Abstract

The path from life's origin to the emergence of the eukaryotic cell was long and complex, and as such it is rarely treated in one publication. Here, we offer a sketch of this path, recognizing that there are points of disagreement and that many transitions are still shrouded in mystery. We assume life developed within microchambers of an alkaline hydrothermal vent system. Initial simple reactions were built into more sophisticated reflexively autocatalytic food-generated networks (RAFs), laying the foundation for life's anastomosing metabolism, and eventually for the origin of RNA, which functioned as a genetic repository and as a catalyst (ribozymes). Eventually, protein synthesis developed, leading to life's biology becoming dominated by enzymes and not ribozymes.
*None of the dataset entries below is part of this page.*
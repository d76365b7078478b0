//! Siege sessions and their terminal outcomes

use serde::{Deserialize, Serialize};

use crate::core::error::{DemesneError, Result};
use crate::core::types::{FederationId, PolityId};

/// The state of a siege. `InProgress` is the only non-terminal state; every
/// transition out of it is final.
#[derive(Debug, Clone, Copy, PartialEq, Eq, Serialize, Deserialize)]
pub enum SiegeStatus {
    InProgress,
    DefenderSurrender,
    AttackerWin,
    DefenderWin,
    Abandoned,
}

impl SiegeStatus {
    pub fn is_terminal(&self) -> bool {
        !matches!(self, SiegeStatus::InProgress)
    }
}

/// A conflict session over one besieged polity.
///
/// Holds the ordered list of active attacking federations and, once
/// terminal, the resolution outcome. At most one active session exists per
/// polity; the universe's siege registry enforces that.
#[derive(Debug, Clone, Serialize, Deserialize)]
pub struct SiegeSession {
    pub defender: PolityId,
    status: SiegeStatus,
    attackers: Vec<FederationId>,
    winner: Option<FederationId>,
}

impl SiegeSession {
    /// Open a session with its initial attackers
    pub fn open(defender: PolityId, attackers: Vec<FederationId>) -> Result<Self> {
        if attackers.is_empty() {
            return Err(DemesneError::InvalidAction(
                "a siege needs at least one attacker".into(),
            ));
        }
        Ok(Self {
            defender,
            status: SiegeStatus::InProgress,
            attackers,
            winner: None,
        })
    }

    pub fn status(&self) -> SiegeStatus {
        self.status
    }

    pub fn attackers(&self) -> &[FederationId] {
        &self.attackers
    }

    pub fn winner(&self) -> Option<FederationId> {
        self.winner
    }

    /// The single active attacker, required for an unambiguous surrender.
    /// Surrender with several simultaneous attackers has no defined winner
    /// and is rejected rather than tie-broken.
    pub fn sole_attacker(&self) -> Result<FederationId> {
        match self.attackers.as_slice() {
            [only] => Ok(*only),
            [] => Err(DemesneError::InvalidAction(
                "the siege has no active attackers".into(),
            )),
            _ => Err(DemesneError::AmbiguousOutcome(format!(
                "cannot surrender while {} attackers besiege the polity",
                self.attackers.len()
            ))),
        }
    }

    pub fn add_attacker(&mut self, federation: FederationId) -> Result<()> {
        self.ensure_in_progress()?;
        if self.attackers.contains(&federation) {
            return Err(DemesneError::AlreadyRegistered(
                "federation is already besieging this polity".into(),
            ));
        }
        self.attackers.push(federation);
        Ok(())
    }

    /// Withdraw an attacker. The last attacker leaving abandons the siege.
    pub fn remove_attacker(&mut self, federation: FederationId) -> Result<SiegeStatus> {
        self.ensure_in_progress()?;
        if !self.attackers.contains(&federation) {
            return Err(DemesneError::NotRegistered(
                "federation is not besieging this polity".into(),
            ));
        }
        self.attackers.retain(|&f| f != federation);
        if self.attackers.is_empty() {
            self.status = SiegeStatus::Abandoned;
        }
        Ok(self.status)
    }

    /// Move the session into a terminal state
    pub(crate) fn complete(
        &mut self,
        status: SiegeStatus,
        winner: Option<FederationId>,
    ) -> Result<()> {
        self.ensure_in_progress()?;
        if !status.is_terminal() {
            return Err(DemesneError::InvalidAction(
                "siege completion requires a terminal status".into(),
            ));
        }
        self.status = status;
        self.winner = winner;
        Ok(())
    }

    fn ensure_in_progress(&self) -> Result<()> {
        if self.status != SiegeStatus::InProgress {
            return Err(DemesneError::InvalidAction(
                "the siege is no longer in progress".into(),
            ));
        }
        Ok(())
    }
}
Subsequent enzymatic innovation included ATP synthase, which generates ATP, fueled by the proton gradient between the alkaline vent flux and the acidic sea. This gradient was later internalized via the evolution of the electron transport chain, a preadaptation for the subsequent emergence of the vent creatures from their microchamber cradles. Differences between bacteria and archaea suggests cellularization evolved at least twice. Later, the bacterial development of oxidative phosphorylation and the archaeal development of proteins to stabilize its DNA laid the foundation for the merger that led to the formation of eukaryotic cells.